Data extracted from a collection:
______________________________

use ferrumkv::{web, Config};
use tracing::{error, info};
use tracing_subscriber::EnvFilter;

#[tokio::main]
async fn main() {
    // RUST_LOG overrides the default INFO level
    tracing_subscriber::fmt()
        .with_env_filter(
            EnvFilter::try_from_default_env().unwrap_or_else(|_| EnvFilter::new("info")),
        )
        .init();

    info!("FerrumKV starting...");

    let config = match Config::from_env() {
        Ok(c) => c,
        Err(e) => {
            error!("Invalid configuration: {}", e);
            std::process::exit(1);
        }
    };

    if let Err(e) = web::run_web_server(&config).await {
        error!("Web server error: {:#}", e);
        std::process::exit(1);
    }
}
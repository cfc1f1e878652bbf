//! Request rate limiting
//!
//! Tracks the last granted access per client identity. Independent of the
//! storage engine; the two never share a lock.

mod rate;

pub use rate::RateLimiter;
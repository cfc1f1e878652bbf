//! Wall-clock time shared by the store and the rate limiter

use std::time::{SystemTime, UNIX_EPOCH};

/// Current wall-clock time as nanoseconds since the Unix epoch
pub(crate) fn now_nanos() -> i64 {
    SystemTime::now()
        .duration_since(UNIX_EPOCH)
        .map(|d| i64::try_from(d.as_nanos()).unwrap_or(i64::MAX))
        .unwrap_or(0)
}
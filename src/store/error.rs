//! Storage error types

use thiserror::Error;

/// Failures reported by `MemoryStore` operations.
///
/// All of them are expected conditions the caller maps to a response.
#[derive(Error, Debug, Clone, Copy, PartialEq, Eq)]
pub enum StoreError {
    #[error("key not found")]
    KeyNotFound,

    #[error("key expired")]
    KeyExpired,

    #[error("storage is empty")]
    StorageEmpty,
}

pub type Result<T> = std::result::Result<T, StoreError>;
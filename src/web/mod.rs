//! Web interface module
//!
//! Thin HTTP layer over the storage engine and the rate limiter:
//! JSON marshaling, query parsing and status mapping only.

mod error;
mod handlers;
mod middleware;
mod server;

pub use error::ApiError;
pub use handlers::AppState;
pub use middleware::client_identity;
pub use server::{create_router, run_web_server};
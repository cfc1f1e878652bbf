//! FerrumKV - An in-memory key-value store with per-key TTL
//!
//! The crate is split into two independent cores and a thin HTTP layer:
//! - `store`: the storage engine, with lazy read-triggered expiration
//! - `limit`: the per-client rate limiter
//! - `web`: routing, JSON marshaling and throttling middleware
//!
//! `store` and `limit` never depend on each other; both read time
//! through the crate-private `clock` module.

mod clock;
pub mod config;
pub mod limit;
pub mod store;
pub mod web;

/// Re-export commonly used types
pub use config::{Config, ConfigError};
pub use limit::RateLimiter;
pub use store::{Entity, MemoryStore, StoreError};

______________________________

PROBLEM DETAILS
Transcribe only the lines from the beginning of the entries to the line with "pub use handlers::AppState;", inclusive, exactly as written.

WRITTEN RESPONSE
use ferrumkv::{web, Config};
use tracing::{error, info};
use tracing_subscriber::EnvFilter;

#[tokio::main]
async fn main() {
    // RUST_LOG overrides the default INFO level
    tracing_subscriber::fmt()
        .with_env_filter(
            EnvFilter::try_from_default_env().unwrap_or_else(|_| EnvFilter::new("info")),
        )
        .init();

    info!("FerrumKV starting...");

    let config = match Config::from_env() {
        Ok(c) => c,
        Err(e) => {
            error!("Invalid configuration: {}", e);
            std::process::exit(1);
        }
    };

    if let Err(e) = web::run_web_server(&config).await {
        error!("Web server error: {:#}", e);
        std::process::exit(1);
    }
}
repository cfc1f1e878652bbf
//! Request rate limiting
//!
//! Tracks the last granted access per client identity. Independent of the
//! storage engine; the two never share a lock.

mod rate;

pub use rate::RateLimiter;
repository cfc1f1e878652bbf
//! Wall-clock time shared by the store and the rate limiter

use std::time::{SystemTime, UNIX_EPOCH};

/// Current wall-clock time as nanoseconds since the Unix epoch
pub(crate) fn now_nanos() -> i64 {
    SystemTime::now()
        .duration_since(UNIX_EPOCH)
        .map(|d| i64::try_from(d.as_nanos()).unwrap_or(i64::MAX))
        .unwrap_or(0)
}
filename src/store/error.rs
//! Storage error types

use thiserror::Error;

/// Failures reported by `MemoryStore` operations.
///
/// All of them are expected conditions the caller maps to a response.
#[derive(Error, Debug, Clone, Copy, PartialEq, Eq)]
pub enum StoreError {
    #[error("key not found")]
    KeyNotFound,

    #[error("key expired")]
    KeyExpired,

    #[error("storage is empty")]
    StorageEmpty,
}

pub type Result<T> = std::result::Result<T, StoreError>;
filename src/web/mod.rs
//! Web interface module
//!
//! Thin HTTP layer over the storage engine and the rate limiter:
//! JSON marshaling, query parsing and status mapping only.

mod error;
mod handlers;
mod middleware;
mod server;

pub use error::ApiError;
pub use handlers::AppState;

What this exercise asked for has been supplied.